Éste fue elegido mejor cementerio de España el año pasado

La belleza del mobiliario aumenta con los candelabros, vidrieras, mosaicos y cruces que adornan la morada. Una de las imágenes más llamativas se encuentra en un panteón custodiado por un precioso -y enorme- ángel, junto a un gran obelisco. El arquitecto castreño Leonardo Rucabado ideó el monumento para la familia de su mujer, Emma Del Sel, pero finalmente fueron los restos del genio los que terminaron descansando en su propia creación en 1918. No es el único personaje ilustre que descansa en el camposanto castreño. El músico y compositor Arturo Dúo Vital (Castro Urdiales, 1901) también yace en su tierra natal.

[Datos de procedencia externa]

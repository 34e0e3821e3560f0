//! # NodeStore Core
//!
//! Object-relational persistence and caching engine.
//!
//! This crate provides:
//! - Keys identifying nodes (primary, synthetic, multi-column)
//! - Nodes with typed properties and a lifecycle state machine
//! - Schema descriptors mapping prototypes onto tables or the embedded store
//! - A shared, bounded node cache
//! - A relational bridge with parameterized statements
//! - The [`NodeManager`] façade and per-thread [`Transactor`] contexts
//! - Cache replication batches
//!
//! ## Example
//!
//! ```rust
//! use nodestore_core::{Config, NodeManager, Schema, Value};
//! use nodestore_storage::InMemoryStore;
//! use std::sync::Arc;
//!
//! let nmgr = NodeManager::new(Config::default(), Arc::new(InMemoryStore::new()), Schema::new()).unwrap();
//! let mut tx = nmgr.transactor();
//! tx.begin("example").unwrap();
//! let node = tx.create("page", Some("home")).unwrap();
//! tx.set(&node, "title", Value::from("Welcome")).unwrap();
//! tx.commit().unwrap();
//!
//! tx.begin("read").unwrap();
//! let loaded = tx.get(&node.key()).unwrap().unwrap();
//! assert_eq!(loaded.get("title"), Some(Value::from("Welcome")));
//! tx.commit().unwrap();
//! ```

#![deny(unsafe_code)]
#![warn(missing_docs)]

pub mod cache;
pub mod config;
pub mod error;
pub mod idgen;
pub mod key;
pub mod manager;
pub mod node;
pub mod record;
pub mod replication;
pub mod schema;
pub mod sql;
pub mod stats;
pub mod transactor;
pub mod types;

pub use cache::NodeCache;
pub use config::Config;
pub use error::{CoreError, CoreResult};
pub use key::{DbKey, Key, MultiKey, SyntheticKey};
pub use manager::{NodeManager, ROOT_ID, ROOT_PROTOTYPE, USERS_ID, USERS_PROTOTYPE};
pub use node::{BackLinks, Node, NodeRef, NodeState, Property, Value};
pub use record::NodeRecord;
pub use replication::{ChannelReplicator, ReplicatedNode, ReplicationBatch, Replicator};
pub use schema::{Constraint, DbColumn, DbMapping, IdStrategy, MappingConfig, Relation, RelationKind, Schema};
pub use sql::{Connection, DataSource, SqlError, SqlType, SqlValue};
pub use stats::{ManagerStats, StatsSnapshot};
pub use transactor::{KillHandle, Transactor};
pub use types::{Timestamp, TransactorId};

/// Library version.
pub const VERSION: &str = env!("CARGO_PKG_VERSION");
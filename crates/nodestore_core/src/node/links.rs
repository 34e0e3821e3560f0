//! Back-link index: which nodes reference a given node.

use crate::key::Key;
use parking_lot::Mutex;
use std::collections::{HashMap, HashSet};

/// Side table mapping a referenced key to the `(owner, property)` pairs
/// that point at it.
#[derive(Debug, Default)]
pub struct BackLinks {
    links: Mutex<HashMap<Key, HashSet<(Key, String)>>>,
}

impl BackLinks {
    /// Creates an empty index.
    #[must_use]
    pub fn new() -> Self {
        Self::default()
    }

    /// Records that `owner.property` references `target`.
    pub fn register(&self, target: &Key, owner: &Key, property: &str) {
        self.links
            .lock()
            .entry(target.clone())
            .or_default()
            .insert((owner.clone(), property.to_lowercase()));
    }

    /// Removes the `owner.property -> target` link.
    pub fn unregister(&self, target: &Key, owner: &Key, property: &str) {
        let mut links = self.links.lock();
        if let Some(set) = links.get_mut(target) {
            set.remove(&(owner.clone(), property.to_lowercase()));
            if set.is_empty() {
                links.remove(target);
            }
        }
    }

    /// Returns every `(owner, property)` referencing `target`.
    #[must_use]
    pub fn referrers(&self, target: &Key) -> Vec<(Key, String)> {
        let links = self.links.lock();
        let mut out: Vec<_> = links
            .get(target)
            .map(|set| set.iter().cloned().collect())
            .unwrap_or_default();
        out.sort();
        out
    }

    /// Drops and returns all links to `target`.
    pub fn remove_target(&self, target: &Key) -> Vec<(Key, String)> {
        let mut out: Vec<_> = self
            .links
            .lock()
            .remove(target)
            .map(|set| set.into_iter().collect())
            .unwrap_or_default();
        out.sort();
        out
    }

    /// Drops every link owned by `owner`.
    pub fn forget_owner(&self, owner: &Key) {
        let mut links = self.links.lock();
        links.retain(|_, set| {
            set.retain(|(o, _)| o != owner);
            !set.is_empty()
        });
    }

    /// Returns the number of referenced targets.
    #[must_use]
    pub fn len(&self) -> usize {
        self.links.lock().len()
    }

    /// Returns true if no links are registered.
    #[must_use]
    pub fn is_empty(&self) -> bool {
        self.links.lock().is_empty()
    }
}

#[cfg(test)]
mod tests {
    use super::*;

    #[test]
    fn register_and_unregister() {
        let links = BackLinks::new();
        let target = Key::embedded("5");
        let owner = Key::embedded("6");
        links.register(&target, &owner, "Author");
        assert_eq!(links.referrers(&target), vec![(owner.clone(), "author".to_string())]);

        links.unregister(&target, &owner, "AUTHOR");
        assert!(links.referrers(&target).is_empty());
        assert!(links.is_empty());
    }

    #[test]
    fn forget_owner_clears_all_targets() {
        let links = BackLinks::new();
        let owner = Key::embedded("1");
        links.register(&Key::embedded("2"), &owner, "a");
        links.register(&Key::embedded("3"), &owner, "b");
        links.register(&Key::embedded("3"), &Key::embedded("4"), "c");
        links.forget_owner(&owner);
        assert_eq!(links.len(), 1);
        assert_eq!(links.remove_target(&Key::embedded("3")).len(), 1);
    }
}
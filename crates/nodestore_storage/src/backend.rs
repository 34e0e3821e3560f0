//! Backing store trait definition.

use crate::error::{StorageError, StorageResult};
use crate::txn::StoreTxn;

/// A record-oriented backing store for embedded nodes.
///
/// Backing stores persist **opaque record payloads** addressed by string ids,
/// plus a single id-generator counter. The core crate owns the record format.
///
/// # Invariants
///
/// - Writes staged through `save_record`/`delete_record` become durable only
///   when `commit` succeeds; `abort` discards them
/// - `get_record` sees the transaction's own staged writes first
/// - A missing record is `Ok(None)`, never an error
/// - Stores must be `Send + Sync`; every transactor shares one store
///
/// # Implementors
///
/// - [`super::InMemoryStore`] - For testing
/// - [`super::FileStore`] - One file per record
pub trait BackingStore: Send + Sync {
    /// Begins a new transaction.
    ///
    /// # Errors
    ///
    /// Returns an error if the store cannot start a transaction.
    fn begin(&self) -> StorageResult<StoreTxn>;

    /// Applies every staged write of the transaction.
    ///
    /// # Errors
    ///
    /// Returns an error if a write fails or the transaction is unknown.
    fn commit(&self, txn: StoreTxn) -> StorageResult<()>;

    /// Discards the transaction and all of its staged writes.
    ///
    /// # Errors
    ///
    /// Returns an error if the transaction is unknown.
    fn abort(&self, txn: StoreTxn) -> StorageResult<()>;

    /// Reads a record.
    ///
    /// # Errors
    ///
    /// Returns an error if the id is invalid or an I/O error occurs.
    fn get_record(&self, txn: &StoreTxn, id: &str) -> StorageResult<Option<Vec<u8>>>;

    /// Stages a record write.
    ///
    /// # Errors
    ///
    /// Returns an error if the id is invalid.
    fn save_record(&self, txn: &mut StoreTxn, id: &str, data: &[u8]) -> StorageResult<()>;

    /// Stages a record deletion. Deleting a missing record is not an error.
    ///
    /// # Errors
    ///
    /// Returns an error if the id is invalid.
    fn delete_record(&self, txn: &mut StoreTxn, id: &str) -> StorageResult<()>;

    /// Reads the persisted id generator value, if one was ever saved.
    ///
    /// # Errors
    ///
    /// Returns an error if the counter cannot be read.
    fn get_id_generator(&self, txn: &StoreTxn) -> StorageResult<Option<u64>>;

    /// Stages a new id generator value.
    ///
    /// # Errors
    ///
    /// Returns an error if the value cannot be staged.
    fn save_id_generator(&self, txn: &mut StoreTxn, value: u64) -> StorageResult<()>;

    /// Lists the ids of all committed records.
    ///
    /// # Errors
    ///
    /// Returns an error if the store cannot be enumerated.
    fn record_ids(&self) -> StorageResult<Vec<String>>;
}

/// Checks that a record id can be used as a storage name.
///
/// Valid ids are non-empty, contain only ASCII letters, digits, `_`, `-`
/// and `.`, and do not start with a dot.
///
/// # Errors
///
/// Returns [`StorageError::InvalidRecordId`] otherwise.
pub fn validate_record_id(id: &str) -> StorageResult<()> {
    let valid = !id.is_empty()
        && !id.starts_with('.')
        && id
            .bytes()
            .all(|b| b.is_ascii_alphanumeric() || matches!(b, b'_' | b'-' | b'.'));
    if valid {
        Ok(())
    } else {
        Err(StorageError::InvalidRecordId(id.to_string()))
    }
}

Reúne movimientos artísticos de su época, como el modernismo, el neogótico o el neoclásico

El patrimonio arquitectónico del cementerio de Ballena se completa con la capilla de la entrada. Dispone de un pórtico elevado con acceso al monumento y es mucho más amplia de lo que parece desde el exterior. Tanto es así que, anteriormente, la capilla albergaba una sala de autopsias, un laboratorio y un depósito para los cadáveres.

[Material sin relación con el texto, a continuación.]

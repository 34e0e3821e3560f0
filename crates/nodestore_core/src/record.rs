//! Serialized node records.
//!
//! Records are the unit the embedded store and replication move around:
//! a node's identity, timestamps, structure and property tree, encoded as
//! CBOR.

use crate::error::{CoreError, CoreResult};
use crate::key::Key;
use crate::node::Value;
use serde::{Deserialize, Serialize};

/// One property in a record.
#[derive(Debug, Clone, PartialEq, Serialize, Deserialize)]
pub struct PropertyRecord {
    /// Property name.
    pub name: String,
    /// Property value.
    pub value: Value,
}

/// Serializable form of a node.
#[derive(Debug, Clone, PartialEq, Serialize, Deserialize)]
pub struct NodeRecord {
    /// Node id.
    pub id: String,
    /// Node name.
    pub name: String,
    /// Prototype name.
    pub prototype: String,
    /// Creation time (ms).
    pub created: i64,
    /// Last modification time (ms).
    pub last_modified: i64,
    /// Parent key.
    #[serde(default)]
    pub parent: Option<Key>,
    /// Ordered child keys.
    #[serde(default)]
    pub subnodes: Vec<Key>,
    /// Properties.
    #[serde(default)]
    pub properties: Vec<PropertyRecord>,
}

impl NodeRecord {
    /// Encodes the record as CBOR.
    ///
    /// # Errors
    ///
    /// Returns a codec error if serialization fails.
    pub fn encode(&self) -> CoreResult<Vec<u8>> {
        let mut buf = Vec::new();
        ciborium::ser::into_writer(self, &mut buf).map_err(|e| CoreError::codec(e.to_string()))?;
        Ok(buf)
    }

    /// Decodes a record from CBOR.
    ///
    /// # Errors
    ///
    /// Returns a codec error if the bytes are not a valid record.
    pub fn decode(bytes: &[u8]) -> CoreResult<Self> {
        ciborium::de::from_reader(bytes).map_err(|e| CoreError::codec(e.to_string()))
    }

    /// Returns the value of a property (case-insensitive).
    #[must_use]
    pub fn property(&self, name: &str) -> Option<&Value> {
        self.properties
            .iter()
            .find(|p| p.name.eq_ignore_ascii_case(name))
            .map(|p| &p.value)
    }
}

#[cfg(test)]
mod tests {
    use super::*;

    fn sample() -> NodeRecord {
        NodeRecord {
            id: "12".into(),
            name: "about".into(),
            prototype: "page".into(),
            created: 1_000,
            last_modified: 2_000,
            parent: Some(Key::embedded("0")),
            subnodes: vec![Key::embedded("13")],
            properties: vec![
                PropertyRecord {
                    name: "Title".into(),
                    value: Value::from("About us"),
                },
                PropertyRecord {
                    name: "meta".into(),
                    value: Value::Object(serde_json::json!({"tags": ["a", "b"]})),
                },
                PropertyRecord {
                    name: "author".into(),
                    value: Value::Node(Key::db(Some("person"), "4")),
                },
            ],
        }
    }

    #[test]
    fn cbor_round_trip() {
        let record = sample();
        let bytes = record.encode().unwrap();
        assert_eq!(NodeRecord::decode(&bytes).unwrap(), record);
    }

    #[test]
    fn decode_garbage_fails() {
        let err = NodeRecord::decode(&[0xff, 0x00, 0x13]).unwrap_err();
        assert!(matches!(err, CoreError::Codec { .. }));
    }

    #[test]
    fn property_lookup_ignores_case() {
        let record = sample();
        assert_eq!(record.property("TITLE"), Some(&Value::from("About us")));
        assert_eq!(record.property("missing"), None);
    }
}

'Tu familia no te olvida'; 'Amarte ha sido fácil, olvidarte imposible'; 'Te queremos, aita'. De vez en cuando, la lectura apenas susurrada de la multitud de epitafios acaba con el silencio. Son palabras traducidas a diferentes idiomas a lo largo de la visita. Después de todo, el ambiente no dista tanto al de un museo, y así lo creen cada vez más españoles, franceses, japoneses o alemanes cuando dan una oportunidad a estas visitas «exclusivas», como lo define una pareja procedente de Madrid.

El silencio, la calidad de los monumentos, los motivos dorados y los mensajes de último adiós evocan un ambiente muy especial. Así lo reflejó el poeta Fernando Zamora (Zamora, 1940) en el segundo cuarteto de su soneto en homenaje al camposanto de la localidad castreña: «Castro, con vocación marinera, ofrece desde un arte sacrosanto, a sus difuntos a modo de manto, monumentos de historia duradera».